YOUR GOAL: Copy the lines exactly. Begin at the first line of the data and stop after the line with "is inferred from".
### SUPPLIED RECORDS
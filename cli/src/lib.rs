// Copyright (c) 2026 100monkeys.ai
// SPDX-License-Identifier: AGPL-3.0
//! ctxguard CLI library - exposes testable components
//!
//! # Architecture
//!
//! - **Layer:** Interface / Presentation Layer
//! - **Purpose:** Command handlers behind the `ctxguard` binary

pub mod commands;
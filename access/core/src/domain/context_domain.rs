// Copyright (c) 2026 100monkeys.ai
// SPDX-License-Identifier: AGPL-3.0

//! # Context Domain
//!
//! A context domain is a named scope whose group membership is inferred from
//! live context streams. The facts live in a private [`MembershipStore`] that
//! holds only `(entity, cashmere:memberIn, <domain>/group)` triples.
//!
//! ## Lifecycle
//!
//! ```text
//! Uninitialized ──start──▶ Running ──shutdown──▶ Stopped
//!        │                    │
//!        │                    └─ hub subscription failed ─▶ Degraded (still serving)
//!        └─ bad rules / missing streams ─▶ Failed(reason)
//! ```
//!
//! A `Failed` domain never answers membership questions; the validation path
//! treats it as a denial.

use parking_lot::RwLock;
use serde::{Deserialize, Serialize};
use std::fmt;
use std::sync::Arc;

use crate::domain::rdf::{Graph, Term, Triple};
use crate::domain::vocab::cashmere;

const GROUP_SUFFIX: &str = "/group";

/// Group IRI of a domain
pub fn group_uri_from_domain(domain_uri: &str) -> String {
    format!("{}{}", domain_uri, GROUP_SUFFIX)
}

/// Domain IRI of a group; groups without the suffix are returned unchanged
pub fn domain_uri_from_group(group_uri: &str) -> String {
    group_uri
        .strip_suffix(GROUP_SUFFIX)
        .unwrap_or(group_uri)
        .to_string()
}

#[derive(Debug, Clone, PartialEq, Eq, Serialize, Deserialize)]
#[serde(tag = "state", content = "reason", rename_all = "snake_case")]
pub enum DomainState {
    Uninitialized,
    Running,
    /// Running, but at least one input stream is not receiving updates
    Degraded(String),
    Failed(String),
    Stopped,
}

impl DomainState {
    /// Whether membership answers from this domain may be trusted
    pub fn is_serving(&self) -> bool {
        matches!(self, DomainState::Running | DomainState::Degraded(_))
    }
}

impl fmt::Display for DomainState {
    fn fmt(&self, f: &mut fmt::Formatter<'_>) -> fmt::Result {
        match self {
            DomainState::Uninitialized => f.write_str("uninitialized"),
            DomainState::Running => f.write_str("running"),
            DomainState::Degraded(reason) => write!(f, "degraded ({})", reason),
            DomainState::Failed(reason) => write!(f, "failed ({})", reason),
            DomainState::Stopped => f.write_str("stopped"),
        }
    }
}

/// Outcome of offering a triple to a membership store
#[derive(Debug, Clone, Copy, PartialEq, Eq)]
pub enum MembershipInsert {
    Inserted,
    Duplicate,
    /// Not a `memberIn` fact for this domain's group
    Rejected,
}

/// Append-only set of membership facts for one group
#[derive(Clone)]
pub struct MembershipStore {
    group: Term,
    facts: Arc<RwLock<Graph>>,
}

impl MembershipStore {
    pub fn new(group_uri: &str) -> Self {
        Self {
            group: Term::iri(group_uri),
            facts: Arc::new(RwLock::new(Graph::new())),
        }
    }

    /// Insert a fact if it is a `memberIn` triple for this group and not yet present
    pub fn offer(&self, triple: &Triple) -> MembershipInsert {
        if !triple.has_predicate(cashmere::MEMBER_IN) || triple.object != self.group {
            return MembershipInsert::Rejected;
        }
        if self.facts.read().contains(triple) {
            return MembershipInsert::Duplicate;
        }
        if self.facts.write().insert(triple.clone()) {
            MembershipInsert::Inserted
        } else {
            MembershipInsert::Duplicate
        }
    }

    pub fn contains_member(&self, entity: &Term) -> bool {
        let triple = Triple::new(entity.clone(), cashmere::MEMBER_IN, self.group.clone());
        self.facts.read().contains(&triple)
    }

    pub fn statements(&self, entity: Option<&Term>) -> Vec<Triple> {
        let facts = self.facts.read();
        facts
            .matching(entity, None, None)
            .cloned()
            .collect()
    }

    pub fn len(&self) -> usize {
        self.facts.read().len()
    }

    pub fn is_empty(&self) -> bool {
        self.facts.read().is_empty()
    }
}

/// Static configuration and live state of one context domain
#[derive(Clone)]
pub struct ContextDomain {
    domain_uri: String,
    group_uri: String,
    required_streams: Vec<String>,
    rule_ids: Vec<String>,
    state: Arc<RwLock<DomainState>>,
    store: MembershipStore,
}

impl ContextDomain {
    pub fn new(domain_uri: impl Into<String>, required_streams: Vec<String>) -> Self {
        let domain_uri = domain_uri.into();
        let group_uri = group_uri_from_domain(&domain_uri);
        let store = MembershipStore::new(&group_uri);
        Self {
            domain_uri,
            group_uri,
            required_streams,
            rule_ids: Vec::new(),
            state: Arc::new(RwLock::new(DomainState::Uninitialized)),
            store,
        }
    }

    pub fn domain_uri(&self) -> &str {
        &self.domain_uri
    }

    pub fn domain_group_uri(&self) -> &str {
        &self.group_uri
    }

    pub fn required_streams(&self) -> &[String] {
        &self.required_streams
    }

    pub fn rule_ids(&self) -> &[String] {
        &self.rule_ids
    }

    pub fn set_rule_ids(&mut self, ids: Vec<String>) {
        self.rule_ids = ids;
    }

    pub fn state(&self) -> DomainState {
        self.state.read().clone()
    }

    pub fn set_state(&self, state: DomainState) {
        *self.state.write() = state;
    }

    /// Handle used by the membership engine to write facts
    pub fn store(&self) -> &MembershipStore {
        &self.store
    }

    /// Exact-match lookup of `(entity, memberIn, group)`
    pub fn verify_membership(&self, entity_uri: &str) -> bool {
        self.store.contains_member(&Term::iri(entity_uri))
    }

    /// All membership facts, or only those about `entity_uri`
    pub fn get_membership_statements(&self, entity_uri: Option<&str>) -> Vec<Triple> {
        let entity = entity_uri.map(Term::iri);
        self.store.statements(entity.as_ref())
    }
}

impl fmt::Debug for ContextDomain {
    fn fmt(&self, f: &mut fmt::Formatter<'_>) -> fmt::Result {
        f.debug_struct("ContextDomain")
            .field("domain_uri", &self.domain_uri)
            .field("state", &self.state())
            .field("members", &self.store.len())
            .finish()
    }
}

#[cfg(test)]
mod tests {
    use super::*;

    const DOMAIN: &str = "http://example.org/domains/lab308";

    fn member(entity: &str) -> Triple {
        Triple::new(
            Term::iri(entity),
            cashmere::MEMBER_IN,
            Term::iri(group_uri_from_domain(DOMAIN)),
        )
    }

    #[test]
    fn test_group_roundtrip() {
        let group = "http://example.org/domains/lab308/group";
        assert_eq!(group_uri_from_domain(&domain_uri_from_group(group)), group);
        assert_eq!(domain_uri_from_group(group), DOMAIN);
    }

    #[test]
    fn test_offer_deduplicates() {
        let domain = ContextDomain::new(DOMAIN, vec![]);
        let fact = member("http://example.org/alice");

        assert_eq!(domain.store().offer(&fact), MembershipInsert::Inserted);
        assert_eq!(domain.store().offer(&fact), MembershipInsert::Duplicate);
        assert_eq!(domain.get_membership_statements(None).len(), 1);
    }

    #[test]
    fn test_offer_rejects_other_predicates_and_groups() {
        let domain = ContextDomain::new(DOMAIN, vec![]);
        let wrong_predicate = Triple::new(
            Term::iri("http://example.org/alice"),
            "http://example.org/locatedIn",
            Term::iri(group_uri_from_domain(DOMAIN)),
        );
        let wrong_group = Triple::new(
            Term::iri("http://example.org/alice"),
            cashmere::MEMBER_IN,
            Term::iri("http://example.org/domains/other/group"),
        );

        assert_eq!(domain.store().offer(&wrong_predicate), MembershipInsert::Rejected);
        assert_eq!(domain.store().offer(&wrong_group), MembershipInsert::Rejected);
        assert!(domain.store().is_empty());
    }

    #[test]
    fn test_verify_membership_exact_match() {
        let domain = ContextDomain::new(DOMAIN, vec![]);
        domain.store().offer(&member("http://example.org/alice"));

        assert!(domain.verify_membership("http://example.org/alice"));
        assert!(!domain.verify_membership("http://example.org/alice/"));
        assert!(!domain.verify_membership("http://example.org/bob"));
    }

    #[test]
    fn test_statements_filtered_by_entity() {
        let domain = ContextDomain::new(DOMAIN, vec![]);
        domain.store().offer(&member("http://example.org/alice"));
        domain.store().offer(&member("http://example.org/bob"));

        let alice = domain.get_membership_statements(Some("http://example.org/alice"));
        assert_eq!(alice, vec![member("http://example.org/alice")]);
        assert_eq!(domain.get_membership_statements(None).len(), 2);
    }

    #[test]
    fn test_state_serving() {
        assert!(DomainState::Running.is_serving());
        assert!(DomainState::Degraded("hub down".into()).is_serving());
        assert!(!DomainState::Failed("bad rule".into()).is_serving());
        assert!(!DomainState::Uninitialized.is_serving());
    }
}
######
OUTPUT BELOW:
filename cli/src/lib.rs
// Copyright (c) 2026 100monkeys.ai
// SPDX-License-Identifier: AGPL-3.0
//! ctxguard CLI library - exposes testable components
//!
//! # Architecture
//!
//! - **Layer:** Interface / Presentation Layer
//! - **Purpose:** Command handlers behind the `ctxguard` binary

pub mod commands;
filename access/core/src/domain/context_domain.rs
// Copyright (c) 2026 100monkeys.ai
// SPDX-License-Identifier: AGPL-3.0

//! # Context Domain
//!
//! A context domain is a named scope whose group membership is inferred from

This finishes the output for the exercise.